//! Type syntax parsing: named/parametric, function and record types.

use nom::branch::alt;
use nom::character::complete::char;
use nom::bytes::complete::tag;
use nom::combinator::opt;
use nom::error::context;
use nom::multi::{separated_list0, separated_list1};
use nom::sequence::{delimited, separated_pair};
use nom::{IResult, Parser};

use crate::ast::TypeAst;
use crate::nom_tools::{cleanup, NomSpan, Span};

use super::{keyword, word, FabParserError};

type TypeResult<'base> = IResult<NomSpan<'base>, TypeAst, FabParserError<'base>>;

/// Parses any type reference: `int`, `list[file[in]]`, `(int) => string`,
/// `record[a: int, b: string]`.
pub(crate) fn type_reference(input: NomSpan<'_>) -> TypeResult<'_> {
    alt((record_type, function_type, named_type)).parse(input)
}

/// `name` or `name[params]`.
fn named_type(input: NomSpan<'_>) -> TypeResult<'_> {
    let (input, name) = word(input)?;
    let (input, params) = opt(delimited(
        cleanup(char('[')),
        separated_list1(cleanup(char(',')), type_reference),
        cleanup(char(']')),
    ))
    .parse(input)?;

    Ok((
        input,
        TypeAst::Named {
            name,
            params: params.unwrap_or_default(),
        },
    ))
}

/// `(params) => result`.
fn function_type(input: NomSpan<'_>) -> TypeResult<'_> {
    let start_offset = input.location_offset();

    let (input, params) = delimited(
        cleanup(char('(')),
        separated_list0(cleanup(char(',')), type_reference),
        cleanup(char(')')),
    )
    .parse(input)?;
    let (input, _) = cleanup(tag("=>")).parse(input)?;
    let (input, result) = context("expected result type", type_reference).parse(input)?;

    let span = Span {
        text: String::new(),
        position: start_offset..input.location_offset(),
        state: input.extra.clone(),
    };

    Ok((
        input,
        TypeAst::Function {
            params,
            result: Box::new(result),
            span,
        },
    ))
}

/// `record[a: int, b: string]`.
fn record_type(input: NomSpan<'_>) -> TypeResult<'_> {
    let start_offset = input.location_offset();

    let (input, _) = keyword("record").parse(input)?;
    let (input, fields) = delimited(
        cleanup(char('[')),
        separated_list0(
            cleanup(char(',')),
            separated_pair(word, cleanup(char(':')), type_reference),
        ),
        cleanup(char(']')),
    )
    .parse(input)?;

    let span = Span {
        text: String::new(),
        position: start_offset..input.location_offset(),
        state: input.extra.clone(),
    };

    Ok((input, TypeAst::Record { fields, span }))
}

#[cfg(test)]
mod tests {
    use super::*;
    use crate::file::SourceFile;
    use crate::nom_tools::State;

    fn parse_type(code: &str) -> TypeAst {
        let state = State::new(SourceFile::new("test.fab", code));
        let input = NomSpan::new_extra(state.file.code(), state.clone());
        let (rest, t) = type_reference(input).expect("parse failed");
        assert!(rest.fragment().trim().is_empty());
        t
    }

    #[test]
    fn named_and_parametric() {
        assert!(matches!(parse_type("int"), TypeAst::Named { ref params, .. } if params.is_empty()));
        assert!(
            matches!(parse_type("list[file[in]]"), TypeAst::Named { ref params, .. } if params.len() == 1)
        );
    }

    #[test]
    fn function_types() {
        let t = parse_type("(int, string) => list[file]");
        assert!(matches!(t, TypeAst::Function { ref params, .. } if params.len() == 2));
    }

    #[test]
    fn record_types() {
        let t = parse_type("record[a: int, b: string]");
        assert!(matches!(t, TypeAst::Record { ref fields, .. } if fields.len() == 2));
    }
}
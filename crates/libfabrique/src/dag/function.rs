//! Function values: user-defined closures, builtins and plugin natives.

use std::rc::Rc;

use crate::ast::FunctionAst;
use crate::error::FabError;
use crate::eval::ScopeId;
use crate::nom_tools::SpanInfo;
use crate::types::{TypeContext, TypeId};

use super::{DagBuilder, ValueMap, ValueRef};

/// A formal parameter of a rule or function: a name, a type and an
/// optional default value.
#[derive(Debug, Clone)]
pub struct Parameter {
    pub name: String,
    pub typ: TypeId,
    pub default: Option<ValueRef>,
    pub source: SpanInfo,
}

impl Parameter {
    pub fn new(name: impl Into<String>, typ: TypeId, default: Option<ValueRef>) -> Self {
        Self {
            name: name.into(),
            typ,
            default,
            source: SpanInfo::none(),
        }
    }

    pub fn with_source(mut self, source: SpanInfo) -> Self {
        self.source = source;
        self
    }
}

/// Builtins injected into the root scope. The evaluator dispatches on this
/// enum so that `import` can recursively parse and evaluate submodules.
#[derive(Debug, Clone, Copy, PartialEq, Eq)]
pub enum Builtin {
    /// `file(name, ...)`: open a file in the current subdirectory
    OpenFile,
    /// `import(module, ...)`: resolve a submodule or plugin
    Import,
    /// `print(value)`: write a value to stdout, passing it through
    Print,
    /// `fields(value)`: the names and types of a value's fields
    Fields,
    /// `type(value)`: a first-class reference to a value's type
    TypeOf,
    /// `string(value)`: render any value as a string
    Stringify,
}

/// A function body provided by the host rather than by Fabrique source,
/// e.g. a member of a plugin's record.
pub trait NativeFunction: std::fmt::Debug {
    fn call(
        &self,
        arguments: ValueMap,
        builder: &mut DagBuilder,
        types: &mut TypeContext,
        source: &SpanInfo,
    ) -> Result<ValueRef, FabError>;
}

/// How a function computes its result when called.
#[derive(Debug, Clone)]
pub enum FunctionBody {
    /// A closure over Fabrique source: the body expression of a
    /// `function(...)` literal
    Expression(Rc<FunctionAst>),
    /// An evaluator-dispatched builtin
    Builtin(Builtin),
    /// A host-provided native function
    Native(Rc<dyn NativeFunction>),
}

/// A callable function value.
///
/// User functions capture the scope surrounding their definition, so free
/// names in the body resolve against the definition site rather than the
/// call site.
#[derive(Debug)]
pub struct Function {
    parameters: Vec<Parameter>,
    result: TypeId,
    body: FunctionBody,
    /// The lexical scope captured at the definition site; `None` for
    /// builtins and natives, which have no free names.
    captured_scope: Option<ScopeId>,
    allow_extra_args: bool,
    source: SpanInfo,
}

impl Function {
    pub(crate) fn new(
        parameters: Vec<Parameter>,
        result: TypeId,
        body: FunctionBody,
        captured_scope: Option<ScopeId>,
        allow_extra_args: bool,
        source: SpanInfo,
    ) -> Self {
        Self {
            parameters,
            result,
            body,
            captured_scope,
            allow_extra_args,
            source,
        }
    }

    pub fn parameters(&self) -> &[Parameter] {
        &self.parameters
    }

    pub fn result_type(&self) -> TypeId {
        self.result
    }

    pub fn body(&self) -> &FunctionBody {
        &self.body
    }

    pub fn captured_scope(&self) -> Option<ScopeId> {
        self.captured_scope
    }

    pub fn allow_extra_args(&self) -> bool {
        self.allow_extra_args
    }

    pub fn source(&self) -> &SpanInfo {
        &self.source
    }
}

• _Task statement_
Isolate the lines above that contain the word "assert" and copy them.

• _Reply_
        assert!(rest.fragment().trim().is_empty());
        assert!(matches!(parse_type("int"), TypeAst::Named { ref params, .. } if params.is_empty()));
        assert!(
        assert!(matches!(t, TypeAst::Function { ref params, .. } if params.len() == 2));
        assert!(matches!(t, TypeAst::Record { ref fields, .. } if fields.len() == 2));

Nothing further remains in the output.